The demand for giving women the right to vote, from 1830s onwards, was ultimately met by 1920s in most of the western European countries and North America. In the history of feminism this first wave is best remembered for the suffrage movement though campaign by women for many more specific reforms related to matrimonial law, property ownership, child custody rights, work and educational opportunities and government regulation of morality.

In America, the political struggle for women’s rights started with the 1848 Seneca Falls Convention. After that a number of pro-suffrage groups consolidated and renewed their efforts towards achieving the right to vote. In 1923, the Woman’s Party demanded the Equal Rights Amendment to remove all legal distinctions between the sexes but it proved to be a long battle as this demand was not granted till the second wave of feminism from 1960s onwards in America. In the short-term between these two waves of feminism, two famous works, “A Room of One’s Own” (1929) by Virginia Woolf and “The Second Sex” (1949) by Simone de Beauvoir again raised the issue of women’s rights and freedom from male domination and patriarchy in social, economic and literary context.

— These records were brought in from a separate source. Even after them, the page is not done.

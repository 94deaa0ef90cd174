//! Exchange session classification in exchange-local time.

use crate::config::SessionConfig;
use chrono::{DateTime, Datelike, Duration, NaiveDateTime, NaiveTime, Timelike, Utc, Weekday};
use serde::{Deserialize, Serialize};
use std::fmt;

#[derive(Debug, Clone, Copy, PartialEq, Eq, Serialize, Deserialize)]
pub enum MarketSession {
    Weekend,
    /// Before the pre-market window.
    PreOpen,
    PreMarket,
    Open,
    Closed,
}

impl MarketSession {
    /// Open runs through the close time itself, to the second.
    pub fn classify(weekday: Weekday, time: NaiveTime, config: &SessionConfig) -> Self {
        if is_weekend(weekday) {
            return MarketSession::Weekend;
        }

        let secs = time.num_seconds_from_midnight();
        if secs < config.pre_market_minute * 60 {
            MarketSession::PreOpen
        } else if secs < config.open_minute * 60 {
            MarketSession::PreMarket
        } else if secs <= config.close_minute * 60 {
            MarketSession::Open
        } else {
            MarketSession::Closed
        }
    }

    pub fn at(now: NaiveDateTime, config: &SessionConfig) -> Self {
        Self::classify(now.weekday(), now.time(), config)
    }

    pub fn at_utc(timestamp: DateTime<Utc>, config: &SessionConfig) -> Self {
        Self::at(exchange_time(timestamp, config), config)
    }

    pub fn is_open(&self) -> bool {
        matches!(self, MarketSession::Open)
    }
}

impl fmt::Display for MarketSession {
    fn fmt(&self, f: &mut fmt::Formatter<'_>) -> fmt::Result {
        f.write_str(match self {
            MarketSession::Weekend => "Weekend - Markets Closed",
            MarketSession::PreOpen => "Pre-market - Not yet open",
            MarketSession::PreMarket => "Pre-market Session",
            MarketSession::Open => "Market is OPEN",
            MarketSession::Closed => "Market Closed for Today",
        })
    }
}

/// Whole minutes until the next session open; 0 while the market is open.
pub fn minutes_until_open(now: NaiveDateTime, config: &SessionConfig) -> i64 {
    if MarketSession::at(now, config).is_open() {
        return 0;
    }

    let mut day = now.date();
    let past_open = now.time().num_seconds_from_midnight() >= config.open_minute * 60;
    if is_weekend(day.weekday()) || past_open {
        day += Duration::days(1);
    }
    while is_weekend(day.weekday()) {
        day += Duration::days(1);
    }

    let open = day.and_time(NaiveTime::MIN) + Duration::minutes(i64::from(config.open_minute));
    (open - now).num_minutes()
}

/// Exchange-local wall clock for a UTC instant.
pub fn exchange_time(timestamp: DateTime<Utc>, config: &SessionConfig) -> NaiveDateTime {
    timestamp.naive_utc() + Duration::minutes(i64::from(config.utc_offset_minutes))
}

fn is_weekend(weekday: Weekday) -> bool {
    matches!(weekday, Weekday::Sat | Weekday::Sun)
}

These seminal works had a lasting influence on the feminist movement. Virginia Woolf, regarded as a pioneer of feminist literary criticism, in her landmark publication “A Room of one’s own” interrogates the inevitability of seeing the world from the patriarchal view point; economic politics in a male-dominated world where women are often financially dependent on males; absence of women from the history of mankind; and also the failure of ‘male’ language in expressing the essentially female experiences of women writers. Simon de Beauvoir put forth the tenor for contemporary feminism with her illustrious assertion, “One is not born, but rather becomes a woman”, and she procured a step forward and beyond the women’s restricted demand for civil rights and educational opportunities. Beauvoir’s “The Second Sex”, a bold treatise on woman’s inferior position in society, inspired much of the theoretical work of the 1970s, and also became central to subsequent inquiries into feminist politics. This seminal work also became fundamental to a number of societal and political examinations into the sexual division of labour, women’s health, familial relations and other relations.

Feminism is demonstrated worldwide and is existing by numerous organizations perpetrate to persuit on behalf of women’s rights and interests. Someone who follows feminism is called “feminist”. The feminist agenda is about delegation, fairness and liberty. It aims women to gain superiority over men, It challenge the systemic inequalities women face on a daily basis.

The author is student of journalism from Kashmir University and can be reached [email protected]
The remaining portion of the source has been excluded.